Fourth is the cuisine of Nice (Niçarda), where it is typical to see the use of pasta. Nice has been part of France only since 1860 and has historically been more closely associated with Italy than with France. For five hundred years, Nice--except for a brief period during the Napoleonic era--belonged to the House of Savoy whose dominions included Savoy, Sardinia, and the Piedmont. Nice’s culinary traditions are closely tied with that of the Italians, especially the Genoese, and for that reasons pasta has played a role in the cuisine of Nice since the thirteenth century. Ratatouille is very famous here.

(Photo: Olives in Provence, Bellenature.fr)

Provençal cooks are very particular about how a dish is prepared. They are fussy about ingredients, especially the olive, the king of Provençal cuisine, and about methods of cooking that can appear baroque to the outsider. The origin of the culinary baroque, a voluptuous, almost Rubenesque cooking style, seems to be rooted in the age of Louis XIV. The baroque philosophical sensibility of the Provençal cook is captured in a well-known story concerning an imaginary dish called olives Provençal. A green olive is stuffed into a thrush. The thrush is stuffed into a chicken which is stuffed into a goat that in turn is stuffed into a pig which is stuffed into a pony which is stuffed into a cow. The stuffed cow is roasted on a spit for a long time, nearly a day. When it is done, you discard the cow, pony, pig, goat, chicken, and thrush, remove the olive, and eat it. This is not a story about prolificacy; it is a story about the proper way to eat an olive.

Much of the writing about Provençal food is very misleading when it comes to the historic roots of the cuisine.
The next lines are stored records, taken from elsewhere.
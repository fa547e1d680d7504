//! Display functions for line mode

use super::formatters::{colored_keyboard, colored_row, details_lines, share_text, verdict};
use crate::game::{MAX_ATTEMPTS, PuzzleMode, Session};
use crate::lookup::PostGameDetails;
use colored::Colorize;
use std::io::{self, Write};

/// Print the banner for a new session
///
/// # Errors
/// Returns an error if writing fails.
pub fn write_banner<W: Write>(out: &mut W, session: &Session) -> io::Result<()> {
    let title = match session.mode() {
        PuzzleMode::Daily(key) => format!("WordQuiz - Daily puzzle {key}"),
        PuzzleMode::Practice => "WordQuiz - Practice".to_string(),
    };

    writeln!(out, "\n{}", "═".repeat(60).bright_cyan())?;
    writeln!(out, "  {}", title.bright_white().bold())?;
    writeln!(out, "{}", "═".repeat(60).bright_cyan())?;
    if session.is_offline() {
        writeln!(
            out,
            "{}",
            "Offline: playing a practice word from the built-in list.".yellow()
        )?;
    }
    writeln!(
        out,
        "Guess the five-letter word in {MAX_ATTEMPTS} tries. 'quit' exits.\n"
    )
}

/// Print every submitted guess and the keyboard
///
/// # Errors
/// Returns an error if writing fails.
pub fn write_board<W: Write>(out: &mut W, session: &Session) -> io::Result<()> {
    writeln!(out)?;
    for (guess, feedback) in session.round().feedback_rows() {
        writeln!(out, "  {}", colored_row(&guess, &feedback))?;
    }
    writeln!(out)?;
    for row in colored_keyboard(&session.keyboard()) {
        writeln!(out, "  {row}")?;
    }
    writeln!(out)
}

/// Print the verdict, the share text and any looked-up details
///
/// # Errors
/// Returns an error if writing fails.
pub fn write_summary<W: Write>(
    out: &mut W,
    session: &Session,
    details: &PostGameDetails,
) -> io::Result<()> {
    writeln!(out, "{}", "─".repeat(60).cyan())?;
    writeln!(out, "{}", verdict(details).bright_green().bold())?;

    if !session.is_restored() {
        let rows = session.round().feedback_rows();
        writeln!(out, "\n{}", share_text(session.mode(), &rows, session.status()))?;
    }

    let lines = details_lines(details);
    if !lines.is_empty() {
        writeln!(out, "\n{}", details.word.bright_yellow().bold())?;
        for line in lines {
            writeln!(out, "  {line}")?;
        }
    }
    writeln!(out, "{}", "─".repeat(60).cyan())
}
During the Middle Ages cabbage was virtually the major source of food for the Provençal masses. But in the contemporary cookbooks cabbage is hardly mentioned and we read instead about tomatoes, zucchini, and potatoes as if these New World foods have had a long history in Provence. It seems likely they became popular in the cuisine only recently, perhaps around the end of the nineteenth century.